Originally Proclaimed: 05/17/20

Intro:
- From Disney’s Be Our Chef to Food Network’s Chopped to Fox’s most explosive one of all, Hell’s Kitchen, cooking shows represent much of the competition on television today.
- Now as we consider that trend, think for just a moment of the way that most of us learned to cook.
- Under the watchful eye of my Mama, I learned how to scramble eggs, chop vegetables correctly, and sear meat the right way.
- I learned some basic recipes, and some crock pot recipes, and some very complicated recipes.
- But I remember one of the things I was not allowed to make for a long time was gravy.
- Mama told me that I could not make gravy because it was too easy to burn the rue as it went from uncooked to done in seconds.
- For a long time I simply watched and as she said, got the feel for it.
- But one day I was allowed to try to make gravy for the first time, and for the first time I understood the pressure of trying to brown the rue, at just the right second add the milk, and stirring furiously to keep it from getting lumps.
- But what joy there was the first time I sat down to eat country style steak, rice and gravy that I prepared.
- The cooking, eating and fellowship around a table represent some of the most enjoyable experiences of life.
- So for me, I cannot imagine adding pressure to make the experience into a cutthroat, high stakes contest seeking to eliminate anyone who underperforms.
- But that is exactly what these cooking contests do episode by episode.
Hook:
- These shows put on display a dangerous trend in our lives.
- Take for example our graduates today, the normal pressures of college and career that follow high school have now been complicated with the pressures of stay at home orders and social distancing.
- Life comes with a certain amount of natural pressure.
- Ordinary circumstances also add pressure.
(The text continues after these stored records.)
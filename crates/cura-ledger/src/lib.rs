//! Fungible token ledger for the curation pool engine.
//!
//! This crate provides:
//! - [`Ledger`]: balance map plus total supply with transfer, mint, and burn
//! - Transfer and supply contexts threaded through the hook pipeline
//! - [`LedgerHooks`]: ordered observer lists for every pre/post stage
//! - The non-raising transfer path (precision clamp or logged skip)

pub mod context;
pub mod error;
pub mod hooks;
pub mod ledger;

pub use context::{SupplyContext, TransferContext, TransferOutcome, TransferReceipt};
pub use error::LedgerError;
pub use hooks::{HookStage, LedgerHooks, SupplyHook, TransferHook};
pub use ledger::Ledger;
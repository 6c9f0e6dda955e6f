use cura_types::Numeric;
use serde::{Deserialize, Serialize};

/// Primary-pool position of an account at its last settlement.
#[derive(Clone, Copy, Debug, Default, PartialEq, Serialize, Deserialize)]
pub struct PrimaryPoolSnapshot {
    pub shares: Numeric,
    pub acc_royalties_per_share: Numeric,
}

impl PrimaryPoolSnapshot {
    /// Royalties owed since this snapshot at the given accumulator value.
    pub fn owed_royalties(&self, acc_royalties_per_share: Numeric) -> Numeric {
        (acc_royalties_per_share - self.acc_royalties_per_share) * self.shares
    }
}

/// Secondary-pool position of an account at its last settlement.
#[derive(Clone, Copy, Debug, Default, PartialEq, Serialize, Deserialize)]
pub struct SecondaryPoolSnapshot {
    pub deposit: Numeric,
    pub acc_shares_per_deposit: Numeric,
    pub acc_royalties_per_deposit: Numeric,
}
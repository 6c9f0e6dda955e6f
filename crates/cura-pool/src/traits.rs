use cura_ledger::Ledger;
use cura_types::{AccountId, Clock, Numeric};

use crate::book::DepositBook;
use crate::error::Result;
use crate::secondary::ClaimPayout;
use crate::snapshot::PrimaryPoolSnapshot;

/// Shared components a pool operation reads or mutates.
///
/// The clock and the reserve ledger live outside the pool; they are lent to
/// each operation instead of being stored.
pub struct PoolEnv<'a> {
    pub clock: &'a Clock,
    pub reserve: &'a mut Ledger,
}

impl<'a> PoolEnv<'a> {
    pub fn new(clock: &'a Clock, reserve: &'a mut Ledger) -> Self {
        Self { clock, reserve }
    }
}

/// Capability interface of a primary curation pool.
///
/// Every mutating operation takes `&mut self`: one pool instance is one
/// exclusion domain. Settlement reads and writes `acc_royalties_per_share`
/// and the secondary pool's deposit total, so interleaved callers would lose
/// updates.
pub trait PrimaryPool: DepositBook {
    /// Lock `amount` of the account's reserve tokens in the pool.
    fn deposit(&mut self, env: &mut PoolEnv<'_>, account: &AccountId, amount: Numeric)
        -> Result<()>;

    /// Return `amount` of the account's recorded deposit.
    fn withdraw(&mut self, env: &mut PoolEnv<'_>, account: &AccountId, amount: Numeric)
        -> Result<()>;

    /// Mint `shares` to `account` at the dilution price. Returns the reserve
    /// cost actually paid.
    fn buy_shares(
        &mut self,
        env: &mut PoolEnv<'_>,
        account: &AccountId,
        shares: Numeric,
    ) -> Result<Numeric>;

    /// Settle the account's secondary-pool position.
    fn claim(&mut self, env: &mut PoolEnv<'_>, account: &AccountId) -> Result<ClaimPayout>;

    /// Credit `royalties` to every share, materialized or not.
    fn distribute_royalties(&mut self, clock: &Clock, royalties: Numeric) -> Result<()>;

    /// Materialize the virtual issuance since the last mint. Returns the
    /// number of shares minted.
    fn mint_shares(&mut self, env: &mut PoolEnv<'_>) -> Result<Numeric>;

    /// Stored or default snapshot of `account`.
    fn snapshot_of(&self, account: &AccountId) -> PrimaryPoolSnapshot;
}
We have to pack for trips, including mission trips, but we rarely complain once the journey has begun.
- Some relationships add pressure, like marriage, friendships, or church membership, but the pressure added is outweighed by the benefits.
- John Piper relates in the book Don’t Waste Your Life, which I commend to you graduates, that Christ promises empower us to obey His Word and to help us glorify and enjoy Him forever.
- Then he says “Faith in these promises frees us to risk and to find in our own experience that it is better to lose our life than to waste it.”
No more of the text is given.